Did you make financial mistakes when you were younger that have resulted in you having a bad credit score and credit history? Countless people have been in this position, and now they struggle to qualify for loans – and when they finally do obtain one, they have high-interest rates leveraged against them. It’s an unfortunate outcome for those who have genuinely learned from their mistakes. However, all is not lost. There are options out there if your credit score is low. Read on to find out what they are.
Cut Down on Credit Card Usage
One of the main ways to improve your credit score is to use your credit card less. You’re essentially spending money you don’t own whenever you use it, which might lead banks to think poorly of your character. Therefore, it’s best to use your credit card rarely or for large one-off payments, like booking a holiday. This way, if anything gets canceled, you haven’t lost any money. Other than these types of purchases, you should avoid using your credit card as this will improve your credit score over time.

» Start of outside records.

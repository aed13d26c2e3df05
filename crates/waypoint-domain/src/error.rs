//! Error handling types

use thiserror::Error;

/// Result type alias for operations that can fail
pub type Result<T> = std::result::Result<T, Error>;

/// Main error type for Waypoint
#[derive(Error, Debug)]
pub enum Error {
    /// A service name was resolved that was never registered
    #[error("Service not registered: {name}")]
    NotRegistered {
        /// The unknown service name
        name: String,
    },

    /// Establishing a service (connect, handshake, auth) failed
    #[error("Failed to connect service '{service}': {message}")]
    Connect {
        /// Service or backend being established
        service: String,
        /// Description of the failure
        message: String,
        /// Optional source error
        #[source]
        source: Option<Box<dyn std::error::Error + Send + Sync>>,
    },

    /// A round trip to an established backend failed or timed out
    #[error("Connection error: {message}")]
    Connection {
        /// Description of the network failure
        message: String,
        /// Optional source error
        #[source]
        source: Option<Box<dyn std::error::Error + Send + Sync>>,
    },

    /// The backend rejected or could not complete a cache command
    #[error("Cache operation error: {message}")]
    CacheOperation {
        /// Description of the cache error
        message: String,
        /// Optional source error
        #[source]
        source: Option<Box<dyn std::error::Error + Send + Sync>>,
    },

    /// JSON parsing or serialization error
    #[error("Serialization error: {source}")]
    Serialization {
        /// The underlying JSON error
        #[from]
        source: serde_json::Error,
    },

    /// Configuration-related error
    #[error("Configuration error: {message}")]
    Configuration {
        /// Description of the configuration error
        message: String,
        /// Optional source error
        #[source]
        source: Option<Box<dyn std::error::Error + Send + Sync>>,
    },

    /// Invalid argument provided to a function
    #[error("Invalid argument: {message}")]
    InvalidArgument {
        /// Description of the invalid argument
        message: String,
    },

    /// Internal system error
    #[error("Internal error: {message}")]
    Internal {
        /// Description of the internal error
        message: String,
    },
}

// Registry and lifecycle error creation methods
impl Error {
    /// Create a not-registered error
    pub fn not_registered<S: Into<String>>(name: S) -> Self {
        Self::NotRegistered { name: name.into() }
    }

    /// Create a connect error
    pub fn connect<S: Into<String>, M: Into<String>>(service: S, message: M) -> Self {
        Self::Connect {
            service: service.into(),
            message: message.into(),
            source: None,
        }
    }

    /// Create a connect error with source
    pub fn connect_with_source<
        S: Into<String>,
        M: Into<String>,
        E: std::error::Error + Send + Sync + 'static,
    >(
        service: S,
        message: M,
        source: E,
    ) -> Self {
        Self::Connect {
            service: service.into(),
            message: message.into(),
            source: Some(Box::new(source)),
        }
    }
}

// Runtime cache error creation methods
impl Error {
    /// Create a connection error
    pub fn connection<S: Into<String>>(message: S) -> Self {
        Self::Connection {
            message: message.into(),
            source: None,
        }
    }

    /// Create a connection error with source
    pub fn connection_with_source<S: Into<String>, E: std::error::Error + Send + Sync + 'static>(
        message: S,
        source: E,
    ) -> Self {
        Self::Connection {
            message: message.into(),
            source: Some(Box::new(source)),
        }
    }

    /// Create a cache operation error
    pub fn cache_operation<S: Into<String>>(message: S) -> Self {
        Self::CacheOperation {
            message: message.into(),
            source: None,
        }
    }

    /// Create a cache operation error with source
    pub fn cache_operation_with_source<
        S: Into<String>,
        E: std::error::Error + Send + Sync + 'static,
    >(
        message: S,
        source: E,
    ) -> Self {
        Self::CacheOperation {
            message: message.into(),
            source: Some(Box::new(source)),
        }
    }

    /// Whether this error came from the network rather than the command
    pub fn is_connection(&self) -> bool {
        matches!(self, Self::Connection { .. } | Self::Connect { .. })
    }
}

// Configuration and argument error creation methods
impl Error {
    /// Create a configuration error
    pub fn configuration<S: Into<String>>(message: S) -> Self {
        Self::Configuration {
            message: message.into(),
            source: None,
        }
    }

    /// Create a configuration error with source
    pub fn configuration_with_source<
        S: Into<String>,
        E: std::error::Error + Send + Sync + 'static,
    >(
        message: S,
        source: E,
    ) -> Self {
        Self::Configuration {
            message: message.into(),
            source: Some(Box::new(source)),
        }
    }

    /// Create an invalid argument error
    pub fn invalid_argument<S: Into<String>>(message: S) -> Self {
        Self::InvalidArgument {
            message: message.into(),
        }
    }

    /// Create an internal error
    pub fn internal<S: Into<String>>(message: S) -> Self {
        Self::Internal {
            message: message.into(),
        }
    }
}
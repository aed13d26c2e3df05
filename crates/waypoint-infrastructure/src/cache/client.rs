//! Cache client facade
//!
//! [`CacheClient`] sits between callers and a [`CacheStore`]. It namespaces
//! keys, bounds every round trip with a timeout, serializes JSON values and
//! keeps hit/miss counters.
//!
//! Scalar reads and writes absorb backend failures: a failed read is a miss,
//! a failed write is `false`, and both are logged. The cache is an
//! optimization, so a caller's hot path never sees a cache error. Collection
//! operations, pipelines and `ping` return `Result`.

use std::collections::{HashMap, HashSet};
use std::fmt;
use std::future::Future;
use std::sync::Arc;
use std::sync::atomic::{AtomicU64, Ordering};
use std::time::Duration;

use async_trait::async_trait;
use serde::Serialize;
use serde::de::DeserializeOwned;
use tracing::{debug, warn};
use waypoint_domain::error::{Error, Result};
use waypoint_domain::keys;
use waypoint_domain::ports::{CacheStore, ManagedService, StoreReply};
use waypoint_domain::value_objects::{CacheStats, SetCondition};

use super::pipeline::Pipeline;
use crate::config::{CacheConfig, LockConfig};

/// Options for a single `SET`
#[derive(Debug, Clone, Copy, Default, PartialEq, Eq)]
pub struct SetOptions {
    /// Expiry; `None` or zero stores without expiry
    pub ttl: Option<Duration>,
    /// `NX` / `XX` condition
    pub condition: SetCondition,
}

impl SetOptions {
    /// Unconditional write expiring after `ttl`
    pub fn with_ttl(ttl: Duration) -> Self {
        Self {
            ttl: Some(ttl),
            condition: SetCondition::Always,
        }
    }

    /// Only write if the key is absent (`NX`)
    #[must_use]
    pub fn if_absent(mut self) -> Self {
        self.condition = SetCondition::IfAbsent;
        self
    }

    /// Only write if the key exists (`XX`)
    #[must_use]
    pub fn if_present(mut self) -> Self {
        self.condition = SetCondition::IfPresent;
        self
    }
}

/// Namespaced, timeout-bounded cache client
///
/// One instance owns the store connection for a service name; every caller
/// of that service shares it.
pub struct CacheClient {
    store: Arc<dyn CacheStore>,
    namespace: String,
    operation_timeout: Duration,
    lock: LockConfig,
    hits: AtomicU64,
    misses: AtomicU64,
    errors: AtomicU64,
}
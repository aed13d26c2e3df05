//! Cache value objects

use serde::{Deserialize, Serialize};

/// Condition attached to a `SET`
#[derive(Debug, Clone, Copy, Serialize, Deserialize, PartialEq, Eq, Default)]
pub enum SetCondition {
    /// Unconditional write
    #[default]
    Always,
    /// Only write if the key is absent (`NX`)
    IfAbsent,
    /// Only write if the key already exists (`XX`)
    IfPresent,
}

impl SetCondition {
    /// Redis argument for the condition, if any
    pub fn as_redis_arg(self) -> Option<&'static str> {
        match self {
            Self::Always => None,
            Self::IfAbsent => Some("NX"),
            Self::IfPresent => Some("XX"),
        }
    }
}

/// Proof of a held distributed lock
///
/// Only the holder of the matching `token` may release `key`.
#[derive(Debug, Clone, PartialEq, Eq, Serialize, Deserialize)]
pub struct LockToken {
    /// Store key holding the lock (already derived and namespaced)
    pub key: String,
    /// Unique token for this lock acquisition
    pub token: String,
}

/// Raw numbers a backend reports about itself
#[derive(Debug, Clone, Default, PartialEq, Eq, Serialize, Deserialize)]
pub struct StoreInfo {
    /// Number of keys in the selected database
    pub keys: u64,
    /// Bytes of memory the backend reports in use, when it reports any
    pub used_memory_bytes: Option<u64>,
}

/// Cache Operation Statistics
///
/// Tracks cache performance metrics including hits, misses, and hit rate.
/// `bytes_used` is best-effort: it is whatever the backend reports, and
/// `None` when the backend reports nothing or could not be reached.
#[derive(Debug, Clone, Serialize, Deserialize, Default)]
pub struct CacheStats {
    /// Number of cache hits
    pub hits: u64,
    /// Number of cache misses
    pub misses: u64,
    /// Number of absorbed backend errors
    pub errors: u64,
    /// Number of cache entries
    pub entries: u64,
    /// Cache hit rate (0.0 to 1.0)
    pub hit_rate: f64,
    /// Total bytes used by cache, when the backend reports it
    pub bytes_used: Option<u64>,
}

impl CacheStats {
    /// Create empty cache statistics
    pub fn new() -> Self {
        Self::default()
    }

    /// Calculate hit rate from hits and misses
    #[allow(clippy::cast_precision_loss)]
    pub fn calculate_hit_rate(&self) -> f64 {
        let total = self.hits + self.misses;
        if total > 0 {
            self.hits as f64 / total as f64
        } else {
            0.0
        }
    }
}
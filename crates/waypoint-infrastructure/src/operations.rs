//! Operation table
//!
//! Operations exposed to collaborators are registered by name into an
//! explicit table at startup. Cacheable operations are registered through
//! [`OperationRegistry::register_cached`], which wraps them in a
//! [`Memoizer`], so the cached set is enumerable without inspecting any
//! handler.
//!
//! Cached operations take a reserved `_skip_cache` boolean in object params
//! to force a refresh; it never reaches the handler or the cache key.

use std::collections::BTreeMap;
use std::fmt;
use std::future::Future;
use std::sync::Arc;

use async_trait::async_trait;
use futures::future::BoxFuture;
use serde_json::{Value, json};
use waypoint_domain::classifier::classify;
use waypoint_domain::error::{Error, Result};
use waypoint_domain::ports::Operation;

use crate::cache::{CacheSource, MemoArgs, MemoizeOptions, Memoizer};

/// Reserved params key bypassing the cache for one call
pub const SKIP_CACHE_PARAM: &str = "_skip_cache";

/// Name of the built-in classifier operation
pub const CLASSIFY_CONTENT_OPERATION: &str = "classify_content";

type Handler = dyn Fn(Value) -> BoxFuture<'static, Result<Value>> + Send + Sync;

/// Operation backed by a closure
pub struct FnOperation {
    name: String,
    handler: Arc<Handler>,
}

impl fmt::Debug for FnOperation {
    fn fmt(&self, f: &mut fmt::Formatter<'_>) -> fmt::Result {
        f.debug_struct("FnOperation")
            .field("name", &self.name)
            .finish_non_exhaustive()
    }
}

#[async_trait]
impl Operation for FnOperation {
    fn name(&self) -> &str {
        &self.name
    }

    async fn execute(&self, params: Value) -> Result<Value> {
        (self.handler)(params).await
    }
}

/// Build an operation closing over an async handler
pub fn operation_fn<F, Fut>(name: impl Into<String>, handler: F) -> FnOperation
where
    F: Fn(Value) -> Fut + Send + Sync + 'static,
    Fut: Future<Output = Result<Value>> + Send + 'static,
{
    let handler: Arc<Handler> =
        Arc::new(move |params| -> BoxFuture<'static, Result<Value>> { Box::pin(handler(params)) });
    FnOperation {
        name: name.into(),
        handler,
    }
}

/// Operation whose results are memoized through the cache
pub struct CachedOperation {
    inner: FnOperation,
    memoizer: Memoizer,
}

impl CachedOperation {
    pub fn new(inner: FnOperation, memoizer: Memoizer) -> Self {
        Self { inner, memoizer }
    }

    pub fn memoizer(&self) -> &Memoizer {
        &self.memoizer
    }
}

impl fmt::Debug for CachedOperation {
    fn fmt(&self, f: &mut fmt::Formatter<'_>) -> fmt::Result {
        f.debug_struct("CachedOperation")
            .field("name", &self.inner.name)
            .field("prefix", &self.memoizer.options().prefix)
            .finish()
    }
}

#[async_trait]
impl Operation for CachedOperation {
    fn name(&self) -> &str {
        &self.inner.name
    }

    fn is_cached(&self) -> bool {
        true
    }

    async fn execute(&self, params: Value) -> Result<Value> {
        let (params, skip_cache) = split_skip_flag(params);
        let args = memo_args(&params);
        let handler = Arc::clone(&self.inner.handler);
        let result = self
            .memoizer
            .get_or_compute::<Value, _>(&args, skip_cache, move || async move {
                let value = handler(params).await?;
                Ok((!value.is_null()).then_some(value))
            })
            .await?;
        Ok(result.unwrap_or(Value::Null))
    }
}

fn split_skip_flag(params: Value) -> (Value, bool) {
    match params {
        Value::Object(mut map) => {
            let skip = map
                .remove(SKIP_CACHE_PARAM)
                .and_then(|flag| flag.as_bool())
                .unwrap_or(false);
            (Value::Object(map), skip)
        }
        other => (other, false),
    }
}

/// Objects become keyword arguments, arrays positional, anything else one positional
fn memo_args(params: &Value) -> MemoArgs {
    match params {
        Value::Object(map) => MemoArgs {
            positional: Vec::new(),
            keyword: map.iter().map(|(k, v)| (k.clone(), v.clone())).collect(),
        },
        Value::Array(items) => MemoArgs {
            positional: items.clone(),
            keyword: BTreeMap::new(),
        },
        Value::Null => MemoArgs::default(),
        other => MemoArgs::new().arg(other.clone()),
    }
}

/// Name → operation table built at startup
#[derive(Default)]
pub struct OperationRegistry {
    operations: BTreeMap<String, Arc<dyn Operation>>,
}

impl OperationRegistry {
    pub fn new() -> Self {
        Self::default()
    }

    /// Table with the built-in operations registered
    pub fn with_builtins() -> Result<Self> {
        let mut registry = Self::new();
        registry.register_fn(CLASSIFY_CONTENT_OPERATION, classify_content)?;
        Ok(registry)
    }

    /// Add an operation; names must be unique
    pub fn register(&mut self, operation: Arc<dyn Operation>) -> Result<()> {
        let name = operation.name().to_string();
        if name.trim().is_empty() {
            return Err(Error::invalid_argument("Operation name cannot be empty"));
        }
        if self.operations.contains_key(&name) {
            return Err(Error::invalid_argument(format!(
                "Operation '{name}' is already registered"
            )));
        }
        tracing::debug!(operation = %name, cached = operation.is_cached(), "Operation registered");
        self.operations.insert(name, operation);
        Ok(())
    }

    /// Add a closure-backed operation
    pub fn register_fn<F, Fut>(&mut self, name: &str, handler: F) -> Result<()>
    where
        F: Fn(Value) -> Fut + Send + Sync + 'static,
        Fut: Future<Output = Result<Value>> + Send + 'static,
    {
        self.register(Arc::new(operation_fn(name, handler)))
    }

    /// Add a closure-backed operation memoized through `source`
    pub fn register_cached<F, Fut>(
        &mut self,
        name: &str,
        source: CacheSource,
        options: MemoizeOptions,
        handler: F,
    ) -> Result<()>
    where
        F: Fn(Value) -> Fut + Send + Sync + 'static,
        Fut: Future<Output = Result<Value>> + Send + 'static,
    {
        let operation = CachedOperation::new(
            operation_fn(name, handler),
            Memoizer::new(source, options),
        );
        self.register(Arc::new(operation))
    }

    pub fn get(&self, name: &str) -> Option<Arc<dyn Operation>> {
        self.operations.get(name).cloned()
    }

    /// Run the operation registered as `name`
    pub async fn execute(&self, name: &str, params: Value) -> Result<Value> {
        let operation = self
            .operations
            .get(name)
            .ok_or_else(|| Error::not_registered(name))?;
        operation.execute(params).await
    }

    /// Registered names, sorted
    pub fn names(&self) -> Vec<String> {
        self.operations.keys().cloned().collect()
    }

    /// Names of memoized operations, sorted
    pub fn cached_names(&self) -> Vec<String> {
        self.operations
            .values()
            .filter(|op| op.is_cached())
            .map(|op| op.name().to_string())
            .collect()
    }

    pub fn len(&self) -> usize {
        self.operations.len()
    }

    pub fn is_empty(&self) -> bool {
        self.operations.is_empty()
    }
}

impl fmt::Debug for OperationRegistry {
    fn fmt(&self, f: &mut fmt::Formatter<'_>) -> fmt::Result {
        f.debug_struct("OperationRegistry")
            .field("operations", &self.names())
            .finish()
    }
}

/// `{"query": "...", "domains": [...]}` → `{"content_type": ..., "ttl_secs": ...}`
async fn classify_content(params: Value) -> Result<Value> {
    let query = params
        .get("query")
        .and_then(Value::as_str)
        .ok_or_else(|| Error::invalid_argument("classify_content requires a string 'query'"))?;
    let domains: Vec<&str> = params
        .get("domains")
        .and_then(Value::as_array)
        .map(|items| items.iter().filter_map(Value::as_str).collect())
        .unwrap_or_default();

    let content_type = classify(query, &domains);
    Ok(json!({
        "content_type": content_type.as_str(),
        "ttl_secs": content_type.ttl_secs(),
    }))
}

Co-Signers and Co-Borrowers
The main disadvantage of having a bad credit score is how it affects your ability to obtain a loan. It makes you look financially irresponsible to loan companies, and they won’t want the hassle of getting money back from you. However, if you have a co-signer or co-borrower with a good credit score apply for a loan alongside you, you’re in with a better shot at receiving the money you need. This second person usually acts as a guarantor, so loan companies can feel assured they’ll have their capital returned. If this is something you are considering, you can read more about it here.
Punctuality with Payments
Your credit score is significantly impacted by your reliability. This means it is essential to always pay your bills on time. Ensure that you do by making reminders, setting up standing orders, and paying the amount a little before it is due, just in case something impedes the transaction. The more reliable you are, the higher your credit score, in turn increasing your chances of qualifying for a loan with lower interest.
Paying off Debt
How are you going to reimburse a new loan if you are still paying off the old one? That’s the kind of question loan companies will be asking. Nothing affects your credit score more than mass debts or bankruptcy. What’s more, debts tend to snowball with interest rates. This is especially true for those with bad credit scores, as your interest is already higher than average. It feels like a hole that just gets deeper and deeper, no matter what you do. However, there are plenty of resources for debt management. For example, debt consolidation loans are available. These transfer all your debts into one account and can help lower interest rates, too.
Finances are stressful and can lead you to feel trapped in debt. However, there are always plenty of ways to help yourself. Address the issue one step at a time and soon enough you will have a good credit score.